As we have seen the in daily_activity and daily_sleep, the columns activitydate and sleepDay are character data type. Let us convert into format.

activity <- activity %>% 
  rename(date = activitydate) %>% 
  mutate(date = as_date(date, format = "%m/%d/%Y"))

sleep <- sleep %>% 
  rename(date = sleepday) %>% 
  mutate(date = as_date(date, format = "%m/%d/%Y %I:%M:%S %p", tz=Sys.timezone()))

steps <- steps %>% 
  rename(date_time = activityhour) %>% 
  mutate(date_time = as.POSIXct(date_time, format="%m/%d/%Y %I:%M:%S %p", tz=Sys.timezone()))

str(activity)
str(sleep)

3.5.5 Merging Data

We arrived the last stage of data processing, Now we are combined to dataset to examine the relations between daily_activity and daily_sleep.

activity_sleep <- merge(activity, sleep, by=c("id", "date"))

glimpse(activity_sleep)

4. Data Analyse and Visualization

We are going to extract from the data the insights of Bellabeat fitbit users usage and know how the company determine the trend of the market.

Activity trackers provide data which enables you to become aware of your physical activity levels, work towards a goal and monitor progress. Studies using the 10,000 steps per day goal have shown weight loss, improved glucose tolerance, and reduced blood pressure from increased physical activity toward achieving this goal. The following pedometer indices have been developed to provide a guideline on steps and activity levels:

Sedentary is less than 5,000 steps per day
Low active is 5,000 to 7,499 steps per day
Somewhat active is 7,500 to 9,999 steps per day
Active is more than 10,000 steps per day
Highly active is more than 12,500

Although the program promotes the goal of reaching 10,000 steps each day for healthy adults, this goal is not universally appropriate across all ages and physical function. There are some groups where the goal of 10,000 steps may not be accurate, such as the elderly and children. Your individual step goal should be based on current activity levels and overall health and fitness goals. For people who normally do fewer than 10,000 steps, increasing daily activity by 1-2,000 steps per day will provide health benefits.
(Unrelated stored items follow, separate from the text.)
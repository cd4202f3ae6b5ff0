//! Cost report over the persisted usage ledger (`cost-report` subcommand).

use std::fmt::Write as _;

use finalize_gates::{DayUsage, UsageLedger};
use serde::Serialize;

#[derive(Debug, Clone, PartialEq, Serialize)]
pub struct DayRow {
    pub day: String,
    pub tokens: u64,
    pub calls: u64,
    pub cost_usd: f64,
}

/// Per-day usage, newest first, plus totals over the shown days.
#[derive(Debug, Clone, PartialEq, Serialize)]
pub struct CostReport {
    pub days: Vec<DayRow>,
    pub total_tokens: u64,
    pub total_calls: u64,
    pub total_cost_usd: f64,
}

impl CostReport {
    /// `limit = None` shows every recorded day.
    pub fn from_ledger(ledger: &UsageLedger, limit: Option<usize>) -> Self {
        let days: Vec<DayRow> = ledger
            .recent(limit)
            .into_iter()
            .map(|(day, DayUsage { tokens, cost_usd, calls })| DayRow {
                day,
                tokens,
                calls,
                cost_usd,
            })
            .collect();
        Self {
            total_tokens: days.iter().map(|d| d.tokens).sum(),
            total_calls: days.iter().map(|d| d.calls).sum(),
            total_cost_usd: days.iter().map(|d| d.cost_usd).sum(),
            days,
        }
    }

    pub fn is_empty(&self) -> bool {
        self.days.is_empty()
    }

    /// Plain-text table for the terminal.
    pub fn render(&self) -> String {
        if self.is_empty() {
            return "No usage recorded.\n".to_string();
        }
        let mut out = String::new();
        let _ = writeln!(out, "{:<12} {:>12} {:>8} {:>12}", "day", "tokens", "calls", "cost_usd");
        for row in &self.days {
            let _ = writeln!(
                out,
                "{:<12} {:>12} {:>8} {:>12.6}",
                row.day, row.tokens, row.calls, row.cost_usd
            );
        }
        let _ = writeln!(
            out,
            "{:<12} {:>12} {:>8} {:>12.6}",
            "total", self.total_tokens, self.total_calls, self.total_cost_usd
        );
        if self.total_tokens > 0 && self.total_cost_usd == 0.0 {
            out.push_str("note: costs are zero; set FINALIZE_INPUT_PRICE_PER_MTOKENS and FINALIZE_OUTPUT_PRICE_PER_MTOKENS to price usage\n");
        }
        out
    }
}
/// Whether two quantities on the same unit cannot both hold.
/// Returns `Some(true)` for disjoint ranges, `Some(false)` for a softer
/// mismatch, `None` when compatible.
fn quantity_conflict(a: &Quantity, b: &Quantity) -> Option<bool> {
    use Bound::*;
    match (a.bound, b.bound) {
        (AtMost { strict: su }, AtLeast { strict: sl }) => {
            let (upper, lower) = (a.value, b.value);
            (lower > upper || (lower == upper && (su || sl))).then_some(true)
        }
        (AtLeast { .. }, AtMost { .. }) => quantity_conflict(b, a),
        (Exactly, AtMost { strict }) => {
            (a.value > b.value || (strict && a.value == b.value)).then_some(true)
        }
        (Exactly, AtLeast { strict }) => {
            (a.value < b.value || (strict && a.value == b.value)).then_some(true)
        }
        (AtMost { .. } | AtLeast { .. }, Exactly) => quantity_conflict(b, a),
        (Exactly, Exactly) => (a.value != b.value).then_some(false),
        _ => None,
    }
}

fn shares_subject(a: &Prepared, b: &Prepared, unit: &str) -> bool {
    let strip = |set: &BTreeSet<String>| -> BTreeSet<String> {
        set.iter()
            .filter(|t| canonical_unit(t) != unit && !is_bound_word(t))
            .cloned()
            .collect()
    };
    let (ca, cb) = (strip(&a.content), strip(&b.content));
    if ca.is_empty() && cb.is_empty() {
        return true;
    }
    ca.intersection(&cb).next().is_some()
}

fn is_bound_word(token: &str) -> bool {
    matches!(
        token,
        "most" | "least" | "more" | "less" | "than" | "fewer" | "up" | "maximum"
            | "minimum" | "max" | "min" | "under" | "over"
    )
}

fn concept_match(rules: &RuleSet, rule: &ConceptRule, a: &Prepared, b: &Prepared) -> bool {
    let side = |p: &Prepared, phrases: &[String]| {
        phrases
            .iter()
            .any(|raw| contains_phrase(&p.joined, &rules.phrase(raw)))
    };
    let a_left = side(a, rule.left.as_slice());
    let b_left = side(b, rule.left.as_slice());
    // A text on the left side does not also count for the right side.
    let a_right = !a_left && side(a, rule.right.as_slice());
    let b_right = !b_left && side(b, rule.right.as_slice());
    (a_left && b_right) || (b_left && a_right)
}

/// Position and token length of the first negation marker in a clause.
fn negation_marker(tokens: &[String]) -> Option<(usize, usize)> {
    if tokens.first().is_some_and(|t| t == "no" || t == "without") {
        return Some((0, 1));
    }
    (0..tokens.len()).find_map(|start| {
        NEGATION_PHRASES.iter().find_map(|phrase| {
            let words: Vec<&str> = phrase.split(' ').collect();
            let matches = tokens.len() - start >= words.len()
                && words.iter().zip(&tokens[start..]).all(|(w, t)| *w == t);
            matches.then_some((start, words.len()))
        })
    })
}

fn negation_match(rules: &RuleSet, a: &Prepared, b: &Prepared) -> Option<String> {
    let (forbidden, other) = match (&a.forbidden, &b.forbidden) {
        (Some(f), None) => (f, b),
        (None, Some(f)) => (f, a),
        _ => return None,
    };
    if coverage(forbidden, &other.content) < rules.negation_overlap {
        return None;
    }
    let shared: Vec<&str> = forbidden
        .intersection(&other.content)
        .map(String::as_str)
        .collect();
    Some(format!(
        "one requirement forbids what the other requires ({})",
        shared.join(", ")
    ))
}
//! Candidate pair selection for the semantic pass.
//!
//! Ordering: pairs the rule pass flagged as advisory come first (in finding
//! order), then every other pair whose content-token Jaccard similarity is at
//! least `similarity_threshold`, most similar first. Pairs the rule pass
//! already marked blocking are never re-sent. The list is cut at `max_pairs`.

use std::collections::HashSet;

use serde::{Deserialize, Serialize};

use super::rules::RuleSet;
use super::text::jaccard;
use crate::requirements::{ClarifiedRequirement, ContradictionFinding, Severity};

#[derive(Debug, Clone, Copy, PartialEq, Eq, Serialize, Deserialize)]
#[serde(rename_all = "snake_case")]
pub enum CandidatePrior {
    /// The rule pass raised an advisory finding on this pair.
    RuleAdvisory,
    /// Selected by lexical similarity alone.
    Similarity,
}

#[derive(Debug, Clone, PartialEq, Serialize, Deserialize)]
pub struct CandidatePair {
    pub index_a: usize,
    pub index_b: usize,
    pub similarity: f64,
    pub prior: CandidatePrior,
}

pub fn select_candidate_pairs(
    requirements: &[ClarifiedRequirement],
    rule_findings: &[ContradictionFinding],
    rules: &RuleSet,
    similarity_threshold: f64,
    max_pairs: usize,
) -> Vec<CandidatePair> {
    if max_pairs == 0 || requirements.len() < 2 {
        return Vec::new();
    }

    let prepared = rules.prepare(requirements);
    let similarity = |a: usize, b: usize| -> f64 {
        let find = |idx: usize| prepared.iter().find(|p| p.index == idx);
        match (find(a), find(b)) {
            (Some(pa), Some(pb)) => jaccard(&pa.content, &pb.content),
            _ => 0.0,
        }
    };

    let mut taken: HashSet<(usize, usize)> = rule_findings
        .iter()
        .filter(|f| f.severity == Severity::Blocking)
        .map(ContradictionFinding::pair)
        .collect();

    let mut out = Vec::new();
    for finding in rule_findings
        .iter()
        .filter(|f| f.severity == Severity::Advisory)
    {
        if taken.insert(finding.pair()) {
            out.push(CandidatePair {
                index_a: finding.index_a,
                index_b: finding.index_b,
                similarity: similarity(finding.index_a, finding.index_b),
                prior: CandidatePrior::RuleAdvisory,
            });
        }
    }

    let mut scored = Vec::new();
    for (i, a) in prepared.iter().enumerate() {
        for b in &prepared[i + 1..] {
            let key = (a.index.min(b.index), a.index.max(b.index));
            if taken.contains(&key) {
                continue;
            }
            let score = jaccard(&a.content, &b.content);
            if score >= similarity_threshold && score > 0.0 {
                scored.push(CandidatePair {
                    index_a: key.0,
                    index_b: key.1,
                    similarity: score,
                    prior: CandidatePrior::Similarity,
                });
            }
        }
    }
    scored.sort_by(|x, y| {
        y.similarity
            .total_cmp(&x.similarity)
            .then(x.index_a.cmp(&y.index_a))
            .then(x.index_b.cmp(&y.index_b))
    });

    out.extend(scored);
    out.truncate(max_pairs);
    out
}

#[cfg(test)]
mod tests {
    use super::*;
    use crate::contradiction::detect_rule_findings;

    fn reqs(texts: &[&str]) -> Vec<ClarifiedRequirement> {
        texts
            .iter()
            .enumerate()
            .map(|(index, t)| ClarifiedRequirement {
                index,
                text: t.to_string(),
            })
            .collect()
    }

    #[test]
    fn test_similar_pairs_ranked_by_similarity() {
        let r = reqs(&[
            "Export todo list to csv",
            "Export todo list to json",
            "Import todo list from csv",
            "Colour output in terminal",
        ]);
        let pairs = select_candidate_pairs(&r, &[], &RuleSet::default(), 0.2, 10);
        assert!(!pairs.is_empty());
        assert_eq!((pairs[0].index_a, pairs[0].index_b), (0, 1));
        assert!(pairs.windows(2).all(|w| w[0].similarity >= w[1].similarity));
        assert!(pairs.iter().all(|p| p.index_a != 3 && p.index_b != 3));
    }

    #[test]
    fn test_cap_is_respected() {
        let r = reqs(&[
            "Export todo list to csv",
            "Export todo list to json",
            "Export todo list to xml",
            "Export todo list to yaml",
        ]);
        let pairs = select_candidate_pairs(&r, &[], &RuleSet::default(), 0.0, 2);
        assert_eq!(pairs.len(), 2);
        assert!(select_candidate_pairs(&r, &[], &RuleSet::default(), 0.0, 0).is_empty());
    }

    #[test]
    fn test_advisory_first_blocking_excluded() {
        let rules = RuleSet::default();
        let r = reqs(&[
            "Retain logs for 30 days",
            "Retain logs for 90 days",
            "The app must store data locally",
            "The app must not store data locally",
        ]);
        let findings = detect_rule_findings(&r, &rules);
        let pairs = select_candidate_pairs(&r, &findings, &rules, 0.2, 10);
        assert_eq!(pairs[0].prior, CandidatePrior::RuleAdvisory);
        assert_eq!((pairs[0].index_a, pairs[0].index_b), (0, 1));
        assert!(pairs.iter().all(|p| (p.index_a, p.index_b) != (2, 3)));
        assert_eq!(
            pairs
                .iter()
                .filter(|p| (p.index_a, p.index_b) == (0, 1))
                .count(),
            1
        );
    }

    #[test]
    fn test_single_requirement_has_no_pairs() {
        let r = reqs(&["Only one"]);
        assert!(select_candidate_pairs(&r, &[], &RuleSet::default(), 0.0, 5).is_empty());
    }
}
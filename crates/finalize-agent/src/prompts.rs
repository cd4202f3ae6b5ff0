//! Prompt text for the finalize, repair and semantic-check calls.
//!
//! Prompt versioning: bump `PROMPT_VERSION` whenever any template changes.
//! The version is stamped on every run result and telemetry record.

use serde_json::Value;

/// Prompt version. Bump on any template change.
pub const PROMPT_VERSION: &str = "1.2.0";

const INPUT_OPEN: &str = "<request>";
const INPUT_CLOSE: &str = "</request>";

/// System prompt for the finalize and repair calls.
pub const FINALIZE_SYSTEM: &str = "\
You turn a free-form product request into a structured requirements object.

Rules:
- Reply with a single JSON object and nothing else. No prose, no code fences.
- `summary`: one or two sentences describing what is being built.
- `clarified_requirements`: short, testable statements, one idea each, no duplicates.
- `assumptions`: details you are confident about that the user did not state. \
Each is {\"statement\", \"confidence\"} with confidence in [0, 1].
- `open_questions`: details you cannot decide. Each is {\"question\", \"confidence\", \
\"proposed_assumption\"}: `confidence` is how sure you are that `proposed_assumption` \
is what the user wants.
- Optional: `title`, `non_goals`, `constraints`, `dependencies`, `confidence`.
- Never invent requirements that contradict the request.";

/// System prompt for the pairwise semantic contradiction check.
pub const SEMANTIC_SYSTEM: &str = "\
You check pairs of software requirements for contradictions.

Two requirements conflict when no single system can satisfy both at once. \
Requirements that are merely related, overlapping or vague do not conflict.

Reply with a JSON array only, one item per pair, in the order given:
[{\"pair_id\": \"p-1\", \"conflict\": true|false, \"reason\": \"...\", \"confidence\": 0.0-1.0}]";

/// User prompt for the first finalize call. The request text is fenced so
/// the offline client can recover it.
pub fn finalize_prompt(text: &str, context: Option<&str>) -> String {
    let mut out = String::new();
    if let Some(ctx) = context.filter(|c| !c.trim().is_empty()) {
        out.push_str("Prior context:\n");
        out.push_str(ctx.trim());
        out.push_str("\n\n");
    }
    out.push_str("Finalize the requirements for this request:\n");
    out.push_str(INPUT_OPEN);
    out.push('\n');
    out.push_str(text.trim());
    out.push('\n');
    out.push_str(INPUT_CLOSE);
    out
}

/// Recover the request text fenced by [`finalize_prompt`].
pub fn extract_user_input(prompt: &str) -> Option<&str> {
    let start = prompt.find(INPUT_OPEN)? + INPUT_OPEN.len();
    let end = start + prompt[start..].find(INPUT_CLOSE)?;
    Some(prompt[start..end].trim())
}

/// Append the declared schema to a system prompt.
pub fn with_schema(system: &str, schema: &Value) -> String {
    let rendered = serde_json::to_string_pretty(schema).unwrap_or_default();
    format!("{system}\n\nJSON schema of the reply:\n{rendered}")
}

#[cfg(test)]
mod tests {
    use super::*;

    #[test]
    fn test_input_round_trips_through_prompt() {
        let prompt = finalize_prompt("  Build a todo CLI  ", Some("existing team uses Rust"));
        assert!(prompt.starts_with("Prior context:"));
        assert_eq!(extract_user_input(&prompt), Some("Build a todo CLI"));
    }

    #[test]
    fn test_blank_context_omitted() {
        let prompt = finalize_prompt("x", Some("   "));
        assert!(!prompt.contains("Prior context"));
    }

    #[test]
    fn test_extract_without_fence() {
        assert_eq!(extract_user_input("no fence here"), None);
    }

    #[test]
    fn test_schema_appended() {
        let sys = with_schema("base", &serde_json::json!({"type": "object"}));
        assert!(sys.starts_with("base"));
        assert!(sys.contains("\"type\": \"object\""));
    }
}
4.1. Correlation Between Steps & Calories Burning

ggplot(data = activity, aes(x=totalsteps, y=calories, fill = totalsteps))+
  geom_point() + geom_smooth() + labs(title = "Total Steps vs Calories")

The findings show that there is correlations between Total Steps and Calories. It is known, when you walk long you burn more calories.

daily_average <- activity_sleep %>%
  group_by(id) %>%
  summarise (mean_daily_steps = mean(totalsteps), mean_daily_calories = mean(calories), mean_daily_sleep = mean(totalminutesasleep))

head(daily_average)

Now, let the classify our users by daily average steps:

user_type <- daily_average %>%
  mutate(user_type = case_when(
    mean_daily_steps < 5000 ~ "sedentary",
    mean_daily_steps >= 5000 & mean_daily_steps < 7499 ~ "lightly active", 
    mean_daily_steps >= 7500 & mean_daily_steps < 9999 ~ "fairly active", 
    mean_daily_steps >= 10000 ~ "very active"
  ))

head(user_type)

4.2. Types of Users

Now that we have a new column with the user type we will create a data frame with the percentage of each user type to better visualize them on a graph.

user_type_percent <- user_type %>%
  group_by(user_type) %>%
  summarise(total = n()) %>%
  mutate(totals = sum(total)) %>%
  group_by(user_type) %>%
  summarise(total_percent = total / totals) %>%
  mutate(labels = scales::percent(total_percent))

user_type_percent$user_type <- factor(user_type_percent$user_type , levels = c("very active", "fairly active", "lightly active", "sedentary"))


head(user_type_percent)

Below we can see that users are fairly distributed by their activity considering the daily amount of steps. We can determine that based on users activity all kind of users wear smart-devices.

user_type_percent %>%
  ggplot(aes(x="",y=total_percent, fill=user_type)) +
  geom_bar(stat = "identity", width = 1)+
  coord_polar("y", start=0)+
  theme_minimal()+
  theme(axis.title.x= element_blank(),
        axis.title.y = element_blank(),
        panel.border = element_blank(), 
        panel.grid = element_blank(), 
        axis.ticks = element_blank(),
        axis.text.x = element_blank(),
        plot.title = element_text(hjust = 0.5, size=14, face = "bold")) +
  scale_fill_manual(values = c("#85e085","#e6e600", "#ffd480", "#ff8080")) +
  geom_text(aes(label = labels),
            position = position_stack(vjust = 0.5))+
  labs(title="User type distribution")

4.3. Steps and minutes asleep per weekday

We want to know now what days of the week are the users more active and also what days of the week users sleep more. We will also verify if the users walk the recommended amount of steps and have the recommended amount of sleep.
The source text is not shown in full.